The work discernment also helped me determine another important piece of the process: Vocational discernment. Before this summer I spent a good amount of time thinking if I was to be a priest or to be working and having a family. Around Holy Week, I racked my mind with this question and could not get a good answer. I decided that I would use the summer to help figure out that part of my journey. With the summer close to being over, I can say pretty definitively that I’m not called to enter the seminary. As I stated above, I don’t feel called to the work in the seminary. I feel called to the press box or press row and to tell the beauty of he stories I see, especially the sports stories that I might be able to provide some insight into. I admire the work of the Priest and know that it is essential to have great Priests to make the Church work in any capacity. I also don’t feel like that’s where I’m supposed to be. This hit me yesterday when a friend announced via a Facebook post that he will enroll in the seminary to become a priest. I was thrilled to hear that he will do that and I’m excited for him! He’ll do an incredible job! There’s just one disconnect for me, I don’t feel like I can follow him. I’ve had other friends who’ve entered and when they announced their plans I thought that I could join up be a priest too. I guess that was my mindset at the time or where I was in my faith journey that told me I could do that as a viable option. But yesterday when I heard the news, no. I was happy for my friend but nothing more than that. I’ll always be a Catholic, but that doesn’t mean I have to join the seminary to be a good Catholic male. 

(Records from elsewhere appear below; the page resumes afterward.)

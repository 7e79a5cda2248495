//! Optimistic mutation engine.
//!
//! Every state-changing operation follows the same two-phase protocol:
//!
//! 1. validate, then synchronously apply the change and capture the minimal
//!    inverse needed to undo it — as data, never reconstructed later
//! 2. emit `StateChanged` immediately (zero-latency feedback)
//! 3. spawn the matching remote call
//! 4. on success, reconcile server-assigned fields (temp id → confirmed id,
//!    selection repointed)
//! 5. on failure, apply the captured inverse, emit `SyncFailed`, then emit
//!    `StateChanged` again
//!
//! Operations may be in flight simultaneously. Each captures its own
//! inverse independently, so concurrent compensations never corrupt each
//! other; overlapping fields resolve last-write-wins. A confirmation or
//! rollback whose target node was removed by a later operation is a benign
//! no-op.
//!
//! Mutating operations return the `JoinHandle` of their confirmation task
//! (`None` when the target was missing locally, which is silently skipped).
//! Callers may await settlement or drop the handle fire-and-forget.

use std::sync::Arc;
use tokio::task::JoinHandle;
use tracing::debug;

use super::models::{
    validate_color, validate_link_weight, validate_name, GoalNode, NodeDraft, NodePatch,
    TrackRecord,
};
use super::scheduler::PositionScheduler;
use super::store::GraphState;
use crate::activation::{propagate, ActivationConfig};
use crate::error::SyncError;
use crate::events::{EventBus, GraphEvent, SyncFailure};
use crate::history::HistoryLedger;
use crate::remote::traits::RemoteStore;

/// Orchestrates apply-now/confirm-or-compensate for every mutation.
#[derive(Clone)]
pub struct MutationEngine {
    state: Arc<GraphState>,
    remote: Arc<dyn RemoteStore>,
    bus: EventBus,
    history: Arc<HistoryLedger>,
    scheduler: PositionScheduler,
}
//! Graph state: canonical node collection, optimistic mutation engine,
//! and the debounced position scheduler.

pub mod engine;
pub mod models;
pub mod scheduler;
pub mod store;

pub use engine::MutationEngine;
pub use models::{GoalNode, NodeDraft, NodePatch, PositionUpdate, TrackRecord};
pub use scheduler::PositionScheduler;
pub use store::GraphState;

Having the seminary off my list opens up one huge thing that I do feel called to, but in the long term: having a family. I know I have to have a girlfriend whom I marry then have kids with in order to have a family of my own and currently I don’t have that chance now. It’ll be a while before I have that, from what I can tell. And I have no issue with this. I can be patient and find my chances and take them when needed. I feel comfortable looking for them because I am quite sure that I’m called to have a family and kids. I feel comfortable working with and serving them at my camp job, I love making the campers smile, I loved entertaining the kids at the Whitecaps games whenever I could, and I feel comfortable doing the needed parent-roles. I’ll be patient and look for my chances to make that sort of life happen, but I do feel called to that life. 

It’s oddly comforting to have these sorts of details sorted out before I begin my senior year at BU. now to act on it and make it actually happen! I hope people reading this understand an important piece of discernment advice: Live and Learn! That’s the best way to find God’s call. It worked wonderfully well for me! Hope it helps you a bit.